Womenetics: What happenings in your life prompted you to start Dining for Women?
Marsha Wallace: In my early 40s I began to search for something else. I was looking for my passion. I had tried other things but nothing felt like it fit. In the summer of 2002, I read an article in Real Simple magazine about a group of social workers who would get together for a potluck dinner and make a donation instead of paying for a meal. They took their collective donations and gave them to a needy family in their community.
Months later, while I was meditating, I was struck like a bolt of lightning with the idea that women could gather for a potluck dinner and donate their dollars to other women living in the developing world. I had the first dinner in January 2003, for my 43rd birthday. Little did I know what it would become.
Womenetics: What was your next step, how did you grow to the 300 international chapters that you have now?
Wallace: Initially I just thought we would have that one dinner. It soon became apparent that we had a good idea. After my first dinner, everyone wanted to meet again. I filed for nonprofit status, and my neighbor volunteered to research high-impact programs to support.
At some point I realized that we could multiply our impact if we had another group that wanted to do the same thing. I saw that this was an easy model to duplicate, and I began to encourage other people to start their own chapters. We didn't launch any new chapters until Dining for Women was included in a national study on giving circles, in 2004.

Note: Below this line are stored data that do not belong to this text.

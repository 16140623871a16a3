//! Viewer state machine and runtime.
//!
//! | Type | Description |
//! |------|-------------|
//! | [`ViewerClient`] | Cloneable handle to a running viewer |
//! | [`ViewerBuilder`] | Configures and spawns a viewer |
//! | [`ViewerCore`] | I/O-free reconnect and dispatch logic |
//! | [`Renderer`] | Display surface implemented by the embedder |
//! | [`ViewerEvent`] | Notifications for subscribers |
//!
//! # Example
//!
//! ```no_run
//! use edge_viewer::{PageLocation, ViewerClient};
//!
//! # async fn example() -> edge_viewer::Result<()> {
//! let page = PageLocation::parse("http://192.168.1.20/viewer")?;
//! let viewer = ViewerClient::builder().page(&page).spawn()?;
//!
//! viewer.toggle_mode()?;
//! println!("{:?}", viewer.status());
//! # Ok(())
//! # }
//! ```

// ============================================================================
// Submodules
// ============================================================================

/// Viewer handle and runtime task.
pub mod client;

/// Reconnect and dispatch state machine.
pub mod core;

/// Subscriber notifications.
pub mod event;

/// Display surface abstraction.
pub mod render;

/// Connection state and status lines.
pub mod state;

// ============================================================================
// Re-exports
// ============================================================================

pub use client::{DEFAULT_EVENT_CAPACITY, ViewerBuilder, ViewerClient};
pub use core::{Action, REFRESH_DELAY, ViewerCore};
pub use event::ViewerEvent;
pub use render::{LogRenderer, NullRenderer, Renderer};
pub use state::{ConnectionPhase, ConnectionState, ConnectionStatus, StatusLine};
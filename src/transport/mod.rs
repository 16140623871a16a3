//! WebSocket transport layer.
//!
//! This module dials the frame server and turns socket activity into
//! typed [`TransportEvent`]s.
//!
//! # Architecture
//!
//! ```text
//! ┌─────────────────┐                              ┌─────────────────┐
//! │  Viewer (Rust)  │                              │  Camera device  │
//! │                 │         WebSocket            │                 │
//! │  Connection     │─────────────────────────────►│  Frame server   │
//! │  → SocketEvent  │        host:8765             │                 │
//! └─────────────────┘                              └─────────────────┘
//! ```
//!
//! # Connection Lifecycle
//!
//! 1. `Connection::open` - Spawn the dial task
//! 2. `Opened` or `DialFailed` - Dial outcome
//! 3. `Message` - Text messages as they arrive
//! 4. `Closed` - Socket ended (after `Error` when the transport failed)
//! 5. `Connection::shutdown` - Local close, no further events

// ============================================================================
// Submodules
// ============================================================================

/// WebSocket connection and event loop.
pub mod connection;

// ============================================================================
// Re-exports
// ============================================================================

pub use connection::{Connection, EventSink, SocketEvent, TransportEvent};
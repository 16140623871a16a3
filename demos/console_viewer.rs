//! Console frame viewer.
//!
//! Demonstrates:
//! - Spawning a viewer with a logging renderer
//! - Subscribing to viewer events
//! - Optionally serving demo frames from a local frame server
//!
//! Usage:
//!   cargo run --example console_viewer
//!   cargo run --example console_viewer -- --url ws://192.168.1.20:8765
//!   cargo run --example console_viewer -- --serve
//!   cargo run --example console_viewer -- --debug

// ============================================================================
// Imports
// ============================================================================

use std::time::Duration;

use edge_viewer::{Frame, LogRenderer, Result, ViewerClient, ViewerEvent};
use futures_util::{SinkExt, StreamExt};
use tokio::net::TcpListener;
use tokio_tungstenite::tungstenite::Message;
use tracing_subscriber::EnvFilter;

// ============================================================================
// Constants
// ============================================================================

const SERVE_INTERVAL: Duration = Duration::from_millis(200);

// ============================================================================
// Args
// ============================================================================

#[derive(Debug, Clone)]
struct Args {
    debug: bool,
    serve: bool,
    url: Option<String>,
}

impl Args {
    fn parse() -> Self {
        let args: Vec<String> = std::env::args().collect();
        let url = args
            .iter()
            .position(|a| a == "--url")
            .and_then(|i| args.get(i + 1))
            .cloned();

        Self {
            debug: args.iter().any(|a| a == "--debug"),
            serve: args.iter().any(|a| a == "--serve"),
            url,
        }
    }
}

// ============================================================================
// Main
// ============================================================================

#[tokio::main]
async fn main() {
    let args = Args::parse();
    init_logging(args.debug);

    if let Err(e) = run(args).await {
        eprintln!("\n[ERROR] {e}");
        std::process::exit(1);
    }
}

async fn run(args: Args) -> Result<()> {
    println!("=== Console Viewer ===\n");

    let url = if args.serve {
        let port = serve_demo_frames().await?;
        println!("[Setup] Serving demo frames on port {port}\n");
        format!("ws://127.0.0.1:{port}")
    } else {
        args.url.unwrap_or_else(|| "ws://localhost:8765".to_string())
    };

    println!("[1] Spawning viewer...");
    println!("    URL: {url}");

    let viewer = ViewerClient::builder()
        .url(url)
        .renderer(LogRenderer)
        .spawn()?;

    println!("    ✓ Viewer running\n");
    println!("Press Ctrl+C to exit...\n");

    let mut events = viewer.subscribe();
    loop {
        tokio::select! {
            event = events.recv() => match event {
                Ok(ViewerEvent::RetriesExhausted { attempts }) => {
                    println!("[!] Gave up after {attempts} attempts");
                    break;
                }
                Ok(ViewerEvent::FrameRejected { reason }) => {
                    println!("[!] Frame rejected: {reason}");
                }
                Ok(_) => {}
                Err(_) => break,
            },

            _ = tokio::signal::ctrl_c() => break,
        }
    }

    let stats = viewer.stats();
    println!("\n[Summary]");
    println!("    Frames:  {}", stats.formatted().frame_count);
    println!("    FPS:     {}", stats.formatted().fps);
    println!("    Status:  {:?}", viewer.status());

    viewer.shutdown();
    Ok(())
}

// ============================================================================
// Helpers
// ============================================================================

fn init_logging(debug: bool) {
    let filter = if debug {
        "edge_viewer=debug"
    } else {
        "edge_viewer=info"
    };

    tracing_subscriber::fmt()
        .with_env_filter(EnvFilter::new(filter))
        .with_target(false)
        .init();
}

/// Starts a local frame server that streams the demo frame.
async fn serve_demo_frames() -> Result<u16> {
    let listener = TcpListener::bind("127.0.0.1:0").await?;
    let port = listener.local_addr()?.port();
    let payload = Frame::demo()?.to_base64();

    tokio::spawn(async move {
        while let Ok((stream, _)) = listener.accept().await {
            let payload = payload.clone();
            tokio::spawn(async move {
                let Ok(mut ws) = tokio_tungstenite::accept_async(stream).await else {
                    return;
                };

                // Wait for the viewer's handshake.
                if ws.next().await.is_none() {
                    return;
                }

                let mut counter = 0u64;
                loop {
                    counter += 1;
                    let message = serde_json::json!({
                        "type": "frame",
                        "data": payload,
                        "stats": { "processingTime": 5.0 + (counter % 50) as f64 / 10.0 },
                    });
                    if ws.send(Message::Text(message.to_string().into())).await.is_err() {
                        return;
                    }
                    tokio::time::sleep(SERVE_INTERVAL).await;
                }
            });
        }
    });

    Ok(port)
}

When the study came out, we began to get media coverage, The New York Times, Good Morning America. Then the chapters started to multiply.
Today we take in about 1,400 individual donations a month, collectively raising about $45,000. Even more exciting is the fact that we get between 10 and 15 new chapter registrations per month.
Womenetics: Dining for Women doesn't give money to just any group that asks. The organization researches programs requesting funds and chooses those that pass muster and are viable, have credible partners and origins. So in effect, Dining for Women vets the programs to make sure they're legitimate?
Wallace: We study the programs, and together members learn about women living in some of the poorest countries of the world, and we learn of programs designed to lift them out of the poverty that entraps them. Each month chapters collaboratively support a different U.S.-based project with an international focus on women, (researched and vetted according to very stringent criteria). We learn about and donate to a different program each month.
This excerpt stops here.